15 years in the denim industry gave me a front seat to the rise of fast fashion and the environmental impact of textile production, and it wasn't pretty. After everything I saw, I never wanted to buy another pair of jeans again, so instead I started upcycling and helping others learn to quilt and create with discarded denim.

But what makes denim anyway? And why is it so bad for the environment? Well, below I'm going to share just a bit about this unique textile and why I don't buy new jeans.


Fabric is a bunch of fibers woven together, and the direction of those fibers is known as the grainline. In the image below the arrow going up and down represents the straight grain (or warp) and arrow going right to left is the cross grain (or weft). I have a little trick to remember which is which - "left" rhymes with "weft" so I remember that right to left is weft. The straight grain runs parallel to the selvedge edges, and then the bias runs diagonal across the fabric, offering flexibility and stretch.
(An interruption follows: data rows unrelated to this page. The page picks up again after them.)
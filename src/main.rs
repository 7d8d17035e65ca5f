use chrono::{Duration, Utc};
use std::error::Error;
use std::sync::Arc;
use tracing::{info, warn};

use shiftroute::adapters::outbound::{InMemoryOrderSource, InMemoryRouteStore, StaticLocationFeed};
use shiftroute::application::{DriverStatusUpdate, RealTimeReoptimizer, RouteStateManager};
use shiftroute::domains::geo::{DistanceEstimator, GeoPoint, GeoResolver, RateLimiter};
use shiftroute::domains::routing::optimizer::{RouteOptimizerEngine, SimulatedTraffic};
use shiftroute::domains::routing::types::{
    Order, OrderStatus, Priority, TimeWindow, VehicleConstraints, WorkingHours,
};
use shiftroute::Config;

#[tokio::main]
async fn main() -> Result<(), Box<dyn Error>> {
    // Initialize tracing
    tracing_subscriber::fmt::init();

    info!("Starting shiftroute");

    let config = match Config::from_file("config.toml").await {
        Ok(config) => config,
        Err(e) => {
            warn!(error = %e, "config.toml not loaded, using defaults");
            Config::default()
        }
    };

    // Wire the services with the in-memory adapters. A deployment swaps in
    // real ports here without touching the engine.
    let store = Arc::new(InMemoryRouteStore::new());
    let orders = Arc::new(InMemoryOrderSource::new());
    let locations = Arc::new(StaticLocationFeed::new());
    let limiter = Arc::new(RateLimiter::new(std::time::Duration::from_millis(
        config.geocoding.min_request_interval_ms,
    )));
    let geocoder = Arc::new(shiftroute::adapters::outbound::NominatimGeocoder::new(
        config.geocoding.clone(),
    )?);
    let resolver = Arc::new(GeoResolver::new(geocoder, limiter, config.geocoding.clone()));
    let estimator = Arc::new(DistanceEstimator::new(config.distance.clone()));
    let traffic = Arc::new(SimulatedTraffic::new(Duration::seconds(
        config.optimizer.traffic_refresh_secs as i64,
    )));
    let engine = Arc::new(RouteOptimizerEngine::new(
        estimator.clone(),
        traffic,
        config.optimizer.clone(),
    ));
    let manager = RouteStateManager::new(
        store,
        orders.clone(),
        locations.clone(),
        resolver,
        engine.clone(),
        config.clone(),
    );
    let reoptimizer = RealTimeReoptimizer::new(engine, estimator, config.reoptimizer.clone());

    // Demo shift: three downtown orders, one with a tight window.
    let now = Utc::now();
    let demo_orders = vec![
        demo_order("order-1", "100 Queen St W, Toronto", Priority::Normal, None),
        demo_order(
            "order-2",
            "250 Front St W, Toronto",
            Priority::Urgent,
            Some(TimeWindow::new(now, now + Duration::minutes(45))),
        ),
        demo_order("order-3", "1 Austin Terrace, Toronto", Priority::Low, None),
    ];
    for order in &demo_orders {
        orders.put_order(order.clone()).await;
    }
    locations
        .set_position("driver-1", GeoPoint::new(43.6532, -79.3832))
        .await;

    let constraints = VehicleConstraints {
        max_capacity: 100.0,
        current_load: 20.0,
        max_stops: 50,
        working_hours: Some(WorkingHours {
            start: now,
            end: now + Duration::hours(8),
        }),
    };

    let route = manager.create_route("driver-1", &demo_orders, &constraints).await?;
    info!(
        route_id = %route.id,
        algorithm = %route.metrics.algorithm,
        total_km = route.total_distance_km,
        "route created"
    );
    for stop in &route.stops {
        info!(
            sequence = stop.sequence,
            order_id = %stop.order_id,
            eta = ?stop.estimated_arrival,
            leg_km = stop.estimated_distance_km,
            "stop"
        );
    }

    let first = route.stops[0].id;
    let route = manager
        .complete_delivery(route.id, first, Some(12.0), Some(2.4))
        .await?;
    info!(completed_km = route.completed_distance_km, "first delivery completed");

    // A status update after the driver has moved across town.
    let update = DriverStatusUpdate {
        driver_id: "driver-1".to_string(),
        position: Some(GeoPoint::new(43.6426, -79.3871)),
        fuel_level_pct: Some(40.0),
        current_load: 15.0,
        timestamp: Utc::now(),
    };
    let pending = manager_pending(&route, &demo_orders, &config);
    let report = reoptimizer
        .process_update(&update, &route, &pending, &constraints, Utc::now())
        .await;
    for alert in &report.alerts {
        info!(alert, "reoptimizer alert");
    }
    info!(reoptimized = report.reoptimized, "status update processed");

    let route = manager.end_shift(route.id).await?;
    info!(route_id = %route.id, history_entries = route.history.len(), "shift ended");

    Ok(())
}

fn demo_order(
    id: &str,
    address: &str,
    priority: Priority,
    time_window: Option<TimeWindow>,
) -> Order {
    Order {
        id: id.to_string(),
        delivery_address: address.to_string(),
        priority,
        time_window,
        package_weight: Some(5.0),
        special_requirements: Vec::new(),
        status: OrderStatus::Pending,
    }
}

fn manager_pending(
    route: &shiftroute::domains::routing::route::PersistentRoute,
    orders: &[Order],
    config: &Config,
) -> Vec<shiftroute::domains::routing::types::DeliveryStop> {
    route
        .pending_stops()
        .into_iter()
        .filter_map(|stop| {
            orders.iter().find(|o| o.id == stop.order_id).map(|order| {
                shiftroute::domains::routing::types::DeliveryStop::from_order(
                    order,
                    stop.point,
                    config.optimizer.default_service_time_min,
                )
            })
        })
        .collect()
}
When the fabric is woven, the warp yarns are held stationary on the loom while the weft yarns are woven over and under to create the weave.

The Weave

The first thing that makes a fabric denim is the twill weave. Unlike a traditional even weave, denim's twill weave creates a distinct diagonal pattern. The most durable and iconic version is a 3x1 RHT – three warp yarns to every one weft yarn creating a diagonal down from the upper right corner. For a denim to be over 10.5oz it needs to have this weave construction.

Warp-faced fabric – the dyed warp yarns are more visible on the front (face) than the undyed weft. Which is why the front of the jeans appears bluer but if you turn the jeans over, they appear whiter.

And why are the warp yarns blue? Because they're dyed with indigo, of course. Well, Hold on. Hold that thought for a second.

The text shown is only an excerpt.